─── Source material ───

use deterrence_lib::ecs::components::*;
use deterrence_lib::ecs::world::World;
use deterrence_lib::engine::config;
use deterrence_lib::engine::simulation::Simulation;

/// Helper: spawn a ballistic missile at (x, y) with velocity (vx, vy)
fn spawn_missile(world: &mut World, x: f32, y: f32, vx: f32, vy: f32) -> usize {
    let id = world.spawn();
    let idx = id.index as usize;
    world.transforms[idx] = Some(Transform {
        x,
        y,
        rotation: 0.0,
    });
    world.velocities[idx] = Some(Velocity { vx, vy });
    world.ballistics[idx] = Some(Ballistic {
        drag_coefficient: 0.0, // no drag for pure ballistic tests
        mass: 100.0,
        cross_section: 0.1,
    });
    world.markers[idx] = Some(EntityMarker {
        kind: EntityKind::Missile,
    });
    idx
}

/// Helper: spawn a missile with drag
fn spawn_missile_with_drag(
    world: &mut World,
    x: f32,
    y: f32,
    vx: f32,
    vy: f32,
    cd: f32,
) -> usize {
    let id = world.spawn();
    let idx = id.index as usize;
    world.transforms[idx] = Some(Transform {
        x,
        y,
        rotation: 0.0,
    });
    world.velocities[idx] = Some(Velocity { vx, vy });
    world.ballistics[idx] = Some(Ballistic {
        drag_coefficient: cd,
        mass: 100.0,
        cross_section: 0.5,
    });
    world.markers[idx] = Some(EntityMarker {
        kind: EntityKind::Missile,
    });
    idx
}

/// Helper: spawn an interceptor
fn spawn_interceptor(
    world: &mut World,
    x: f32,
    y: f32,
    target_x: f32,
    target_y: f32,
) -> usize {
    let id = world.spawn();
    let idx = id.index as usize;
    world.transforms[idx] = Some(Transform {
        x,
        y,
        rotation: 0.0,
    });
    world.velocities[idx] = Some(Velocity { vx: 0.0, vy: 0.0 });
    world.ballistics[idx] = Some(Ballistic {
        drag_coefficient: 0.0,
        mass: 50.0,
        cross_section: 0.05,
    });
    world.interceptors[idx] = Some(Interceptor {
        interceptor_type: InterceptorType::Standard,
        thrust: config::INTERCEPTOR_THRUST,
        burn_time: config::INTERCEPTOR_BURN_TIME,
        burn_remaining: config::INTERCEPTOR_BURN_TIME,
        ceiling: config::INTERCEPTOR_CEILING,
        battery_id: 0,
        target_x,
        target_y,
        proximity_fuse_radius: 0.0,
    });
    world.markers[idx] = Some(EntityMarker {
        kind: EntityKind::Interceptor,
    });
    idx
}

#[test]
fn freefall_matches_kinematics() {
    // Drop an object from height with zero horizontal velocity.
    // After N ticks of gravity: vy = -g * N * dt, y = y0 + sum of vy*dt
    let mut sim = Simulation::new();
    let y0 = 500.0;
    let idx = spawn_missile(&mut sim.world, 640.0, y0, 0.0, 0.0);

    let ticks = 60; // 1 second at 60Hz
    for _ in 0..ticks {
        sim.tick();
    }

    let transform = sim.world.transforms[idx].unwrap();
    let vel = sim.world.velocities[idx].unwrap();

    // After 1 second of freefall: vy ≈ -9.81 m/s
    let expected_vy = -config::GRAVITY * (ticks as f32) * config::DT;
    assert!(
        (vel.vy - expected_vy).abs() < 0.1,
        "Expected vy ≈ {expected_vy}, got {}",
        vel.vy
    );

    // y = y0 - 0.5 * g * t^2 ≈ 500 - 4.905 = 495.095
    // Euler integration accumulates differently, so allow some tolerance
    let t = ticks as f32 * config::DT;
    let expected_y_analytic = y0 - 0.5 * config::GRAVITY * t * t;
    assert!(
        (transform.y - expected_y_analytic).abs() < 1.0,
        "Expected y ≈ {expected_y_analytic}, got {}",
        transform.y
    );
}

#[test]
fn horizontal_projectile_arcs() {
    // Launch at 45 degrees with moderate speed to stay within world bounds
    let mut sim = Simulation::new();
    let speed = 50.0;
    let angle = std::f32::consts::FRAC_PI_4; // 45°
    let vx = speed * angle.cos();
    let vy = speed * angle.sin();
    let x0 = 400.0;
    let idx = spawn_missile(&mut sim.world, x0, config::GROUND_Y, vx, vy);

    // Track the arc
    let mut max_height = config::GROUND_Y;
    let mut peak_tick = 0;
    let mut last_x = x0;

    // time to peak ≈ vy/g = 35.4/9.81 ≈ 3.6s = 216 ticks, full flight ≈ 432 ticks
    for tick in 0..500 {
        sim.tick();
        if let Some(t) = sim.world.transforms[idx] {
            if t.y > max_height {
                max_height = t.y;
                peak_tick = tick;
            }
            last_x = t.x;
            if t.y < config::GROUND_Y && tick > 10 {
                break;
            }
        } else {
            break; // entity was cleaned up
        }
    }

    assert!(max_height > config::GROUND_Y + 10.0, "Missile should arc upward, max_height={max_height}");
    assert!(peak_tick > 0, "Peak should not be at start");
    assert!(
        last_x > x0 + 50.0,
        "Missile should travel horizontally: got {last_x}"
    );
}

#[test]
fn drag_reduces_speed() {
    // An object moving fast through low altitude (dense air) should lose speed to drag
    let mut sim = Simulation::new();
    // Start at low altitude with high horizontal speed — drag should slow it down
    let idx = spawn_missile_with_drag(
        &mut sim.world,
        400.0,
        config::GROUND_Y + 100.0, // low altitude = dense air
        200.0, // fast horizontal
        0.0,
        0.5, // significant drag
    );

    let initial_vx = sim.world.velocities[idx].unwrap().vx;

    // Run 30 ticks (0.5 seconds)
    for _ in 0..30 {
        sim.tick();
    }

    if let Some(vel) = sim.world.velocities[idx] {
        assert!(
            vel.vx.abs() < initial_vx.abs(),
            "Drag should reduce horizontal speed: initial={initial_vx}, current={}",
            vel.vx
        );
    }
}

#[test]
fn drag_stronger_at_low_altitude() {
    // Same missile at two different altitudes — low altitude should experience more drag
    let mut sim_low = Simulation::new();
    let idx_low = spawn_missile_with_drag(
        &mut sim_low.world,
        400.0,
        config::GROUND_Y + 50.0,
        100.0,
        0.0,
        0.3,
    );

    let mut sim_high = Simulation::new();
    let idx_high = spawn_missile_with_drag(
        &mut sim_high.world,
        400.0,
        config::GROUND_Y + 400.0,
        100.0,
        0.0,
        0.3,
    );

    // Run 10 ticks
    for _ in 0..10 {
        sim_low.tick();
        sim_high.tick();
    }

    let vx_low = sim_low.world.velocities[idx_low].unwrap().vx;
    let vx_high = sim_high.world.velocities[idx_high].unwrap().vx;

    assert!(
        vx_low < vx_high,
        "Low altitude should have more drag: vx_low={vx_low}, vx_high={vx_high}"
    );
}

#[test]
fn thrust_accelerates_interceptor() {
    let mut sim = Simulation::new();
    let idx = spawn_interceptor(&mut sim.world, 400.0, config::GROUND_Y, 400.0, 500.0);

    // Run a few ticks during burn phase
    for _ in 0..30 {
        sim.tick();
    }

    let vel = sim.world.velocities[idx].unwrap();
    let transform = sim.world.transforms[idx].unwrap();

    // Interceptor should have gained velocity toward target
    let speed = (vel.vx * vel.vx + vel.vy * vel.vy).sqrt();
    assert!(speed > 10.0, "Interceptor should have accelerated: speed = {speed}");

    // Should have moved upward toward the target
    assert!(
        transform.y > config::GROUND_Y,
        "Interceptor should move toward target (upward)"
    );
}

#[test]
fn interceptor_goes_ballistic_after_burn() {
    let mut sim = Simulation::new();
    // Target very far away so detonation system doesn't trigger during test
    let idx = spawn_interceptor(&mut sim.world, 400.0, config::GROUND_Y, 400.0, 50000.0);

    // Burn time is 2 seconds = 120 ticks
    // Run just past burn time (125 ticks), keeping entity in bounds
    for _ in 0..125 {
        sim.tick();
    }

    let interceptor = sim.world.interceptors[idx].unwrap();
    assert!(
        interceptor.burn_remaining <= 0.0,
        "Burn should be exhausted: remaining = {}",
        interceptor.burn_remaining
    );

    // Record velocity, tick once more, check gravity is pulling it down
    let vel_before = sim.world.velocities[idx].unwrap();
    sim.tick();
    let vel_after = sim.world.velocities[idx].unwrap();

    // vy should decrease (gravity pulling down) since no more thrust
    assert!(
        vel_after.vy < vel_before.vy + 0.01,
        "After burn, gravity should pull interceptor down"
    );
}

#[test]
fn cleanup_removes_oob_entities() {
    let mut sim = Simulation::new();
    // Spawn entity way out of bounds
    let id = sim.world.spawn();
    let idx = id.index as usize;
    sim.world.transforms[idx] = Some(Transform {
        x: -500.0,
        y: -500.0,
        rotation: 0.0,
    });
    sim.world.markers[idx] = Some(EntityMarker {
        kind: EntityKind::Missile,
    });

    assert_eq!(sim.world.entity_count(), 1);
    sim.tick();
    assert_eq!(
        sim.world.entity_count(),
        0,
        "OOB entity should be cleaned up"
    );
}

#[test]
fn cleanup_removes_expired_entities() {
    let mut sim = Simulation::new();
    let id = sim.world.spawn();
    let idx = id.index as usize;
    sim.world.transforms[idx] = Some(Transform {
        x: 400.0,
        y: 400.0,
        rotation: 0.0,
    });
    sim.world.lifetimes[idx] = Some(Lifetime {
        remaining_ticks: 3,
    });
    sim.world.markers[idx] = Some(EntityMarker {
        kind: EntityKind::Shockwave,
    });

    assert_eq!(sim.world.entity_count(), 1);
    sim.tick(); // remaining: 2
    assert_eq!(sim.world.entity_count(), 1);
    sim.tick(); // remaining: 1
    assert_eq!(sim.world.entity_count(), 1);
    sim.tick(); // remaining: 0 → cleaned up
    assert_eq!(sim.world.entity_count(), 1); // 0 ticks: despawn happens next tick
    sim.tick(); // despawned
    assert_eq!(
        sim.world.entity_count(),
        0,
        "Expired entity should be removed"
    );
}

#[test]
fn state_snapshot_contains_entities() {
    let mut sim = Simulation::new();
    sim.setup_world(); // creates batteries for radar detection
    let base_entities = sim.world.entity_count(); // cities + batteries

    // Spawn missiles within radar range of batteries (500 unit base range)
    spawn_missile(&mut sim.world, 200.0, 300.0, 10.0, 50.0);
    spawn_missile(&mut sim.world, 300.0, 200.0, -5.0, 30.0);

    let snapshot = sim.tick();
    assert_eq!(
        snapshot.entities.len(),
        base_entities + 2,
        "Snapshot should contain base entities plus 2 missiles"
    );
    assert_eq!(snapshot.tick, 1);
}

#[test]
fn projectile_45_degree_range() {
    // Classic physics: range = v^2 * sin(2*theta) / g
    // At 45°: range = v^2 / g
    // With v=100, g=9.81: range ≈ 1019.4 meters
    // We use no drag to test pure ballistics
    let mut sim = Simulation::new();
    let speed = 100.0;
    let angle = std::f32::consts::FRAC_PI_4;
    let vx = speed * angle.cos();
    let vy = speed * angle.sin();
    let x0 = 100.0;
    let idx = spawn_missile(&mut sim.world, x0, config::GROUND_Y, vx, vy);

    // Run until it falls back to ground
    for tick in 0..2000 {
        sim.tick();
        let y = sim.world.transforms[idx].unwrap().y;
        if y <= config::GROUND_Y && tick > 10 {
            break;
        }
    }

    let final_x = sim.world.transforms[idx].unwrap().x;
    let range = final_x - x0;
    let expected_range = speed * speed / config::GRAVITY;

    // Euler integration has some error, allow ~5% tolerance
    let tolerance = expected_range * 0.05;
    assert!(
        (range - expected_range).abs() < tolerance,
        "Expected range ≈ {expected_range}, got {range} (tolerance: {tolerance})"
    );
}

───
─── Source material ───

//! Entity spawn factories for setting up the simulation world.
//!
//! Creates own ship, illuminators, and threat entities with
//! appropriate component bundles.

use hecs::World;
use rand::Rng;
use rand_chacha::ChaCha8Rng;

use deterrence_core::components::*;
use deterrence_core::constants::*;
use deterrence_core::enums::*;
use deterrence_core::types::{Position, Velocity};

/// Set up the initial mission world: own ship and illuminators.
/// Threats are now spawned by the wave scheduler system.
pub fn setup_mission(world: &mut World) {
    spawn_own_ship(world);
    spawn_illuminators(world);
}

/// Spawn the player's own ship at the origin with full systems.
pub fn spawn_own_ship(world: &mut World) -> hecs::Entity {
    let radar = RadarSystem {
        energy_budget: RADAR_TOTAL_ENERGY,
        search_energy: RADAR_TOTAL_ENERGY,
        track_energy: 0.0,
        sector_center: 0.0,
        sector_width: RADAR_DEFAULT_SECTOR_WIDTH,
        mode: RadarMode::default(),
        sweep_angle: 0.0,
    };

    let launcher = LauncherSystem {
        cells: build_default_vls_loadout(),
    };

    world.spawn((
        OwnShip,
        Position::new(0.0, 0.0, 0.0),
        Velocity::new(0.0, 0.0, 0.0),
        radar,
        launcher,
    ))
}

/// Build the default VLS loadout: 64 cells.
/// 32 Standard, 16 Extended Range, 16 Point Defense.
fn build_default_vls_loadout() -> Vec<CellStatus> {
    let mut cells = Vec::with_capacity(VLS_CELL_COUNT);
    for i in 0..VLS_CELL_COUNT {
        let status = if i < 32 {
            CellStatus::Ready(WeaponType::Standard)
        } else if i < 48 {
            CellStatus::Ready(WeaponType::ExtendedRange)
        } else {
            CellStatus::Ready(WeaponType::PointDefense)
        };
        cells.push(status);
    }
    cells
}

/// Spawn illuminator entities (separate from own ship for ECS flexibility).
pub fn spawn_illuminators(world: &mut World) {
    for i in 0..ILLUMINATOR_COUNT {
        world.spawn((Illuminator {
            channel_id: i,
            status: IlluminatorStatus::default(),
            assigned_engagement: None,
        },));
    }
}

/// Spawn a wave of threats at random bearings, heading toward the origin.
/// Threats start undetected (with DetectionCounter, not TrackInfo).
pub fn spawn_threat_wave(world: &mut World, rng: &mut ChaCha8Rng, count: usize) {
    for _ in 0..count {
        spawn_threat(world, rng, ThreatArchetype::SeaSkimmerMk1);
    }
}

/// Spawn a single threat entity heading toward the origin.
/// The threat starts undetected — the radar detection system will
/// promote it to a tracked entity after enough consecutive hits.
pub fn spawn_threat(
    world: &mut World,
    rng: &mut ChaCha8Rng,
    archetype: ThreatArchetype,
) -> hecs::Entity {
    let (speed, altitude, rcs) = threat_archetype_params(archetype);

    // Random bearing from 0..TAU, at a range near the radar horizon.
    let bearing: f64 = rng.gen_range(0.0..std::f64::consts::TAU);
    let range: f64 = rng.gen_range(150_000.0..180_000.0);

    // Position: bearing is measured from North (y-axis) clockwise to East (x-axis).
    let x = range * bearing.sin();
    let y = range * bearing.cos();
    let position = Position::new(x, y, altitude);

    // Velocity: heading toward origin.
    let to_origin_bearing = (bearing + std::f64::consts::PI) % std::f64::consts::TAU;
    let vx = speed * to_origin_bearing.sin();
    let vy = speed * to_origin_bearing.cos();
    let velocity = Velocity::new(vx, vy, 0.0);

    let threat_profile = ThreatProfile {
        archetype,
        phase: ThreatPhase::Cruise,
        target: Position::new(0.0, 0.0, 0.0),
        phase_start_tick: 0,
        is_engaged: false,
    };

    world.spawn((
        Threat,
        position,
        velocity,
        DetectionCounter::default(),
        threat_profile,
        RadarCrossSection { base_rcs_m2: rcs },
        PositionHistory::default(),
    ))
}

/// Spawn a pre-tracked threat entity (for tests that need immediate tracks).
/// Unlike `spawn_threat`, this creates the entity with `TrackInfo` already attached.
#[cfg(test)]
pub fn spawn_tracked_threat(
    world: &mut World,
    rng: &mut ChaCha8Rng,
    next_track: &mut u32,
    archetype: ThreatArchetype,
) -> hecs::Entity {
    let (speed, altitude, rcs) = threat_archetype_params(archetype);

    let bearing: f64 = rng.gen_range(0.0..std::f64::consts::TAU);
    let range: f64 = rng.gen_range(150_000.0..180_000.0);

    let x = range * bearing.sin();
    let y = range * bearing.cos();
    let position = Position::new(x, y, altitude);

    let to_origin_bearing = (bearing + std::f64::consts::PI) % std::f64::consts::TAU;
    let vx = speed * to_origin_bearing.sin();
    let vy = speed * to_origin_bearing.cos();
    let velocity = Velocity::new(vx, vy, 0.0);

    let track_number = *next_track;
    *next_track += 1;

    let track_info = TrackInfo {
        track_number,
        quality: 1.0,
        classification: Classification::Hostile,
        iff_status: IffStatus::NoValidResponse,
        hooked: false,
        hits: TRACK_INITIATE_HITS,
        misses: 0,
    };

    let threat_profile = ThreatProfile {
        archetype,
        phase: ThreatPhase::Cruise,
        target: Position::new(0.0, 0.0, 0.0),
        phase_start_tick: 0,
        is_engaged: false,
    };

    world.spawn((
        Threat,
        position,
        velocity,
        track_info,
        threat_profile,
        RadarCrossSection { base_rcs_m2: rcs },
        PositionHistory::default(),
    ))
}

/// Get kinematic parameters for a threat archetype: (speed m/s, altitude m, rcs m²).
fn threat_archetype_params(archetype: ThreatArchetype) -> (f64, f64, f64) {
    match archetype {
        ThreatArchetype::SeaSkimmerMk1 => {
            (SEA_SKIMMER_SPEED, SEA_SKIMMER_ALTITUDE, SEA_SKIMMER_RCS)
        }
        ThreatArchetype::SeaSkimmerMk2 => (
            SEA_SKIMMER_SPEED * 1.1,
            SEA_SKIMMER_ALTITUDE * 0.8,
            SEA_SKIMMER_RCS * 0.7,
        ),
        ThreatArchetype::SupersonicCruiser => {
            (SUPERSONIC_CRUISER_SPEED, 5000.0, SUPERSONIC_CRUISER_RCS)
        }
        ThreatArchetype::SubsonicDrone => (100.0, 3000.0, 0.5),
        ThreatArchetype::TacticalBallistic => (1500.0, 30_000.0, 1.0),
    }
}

───

Problem to work on: Find every line above that contains the word "undetected", and return each one.

Finished task:
/// Threats start undetected (with DetectionCounter, not TrackInfo).
/// The threat starts undetected — the radar detection system will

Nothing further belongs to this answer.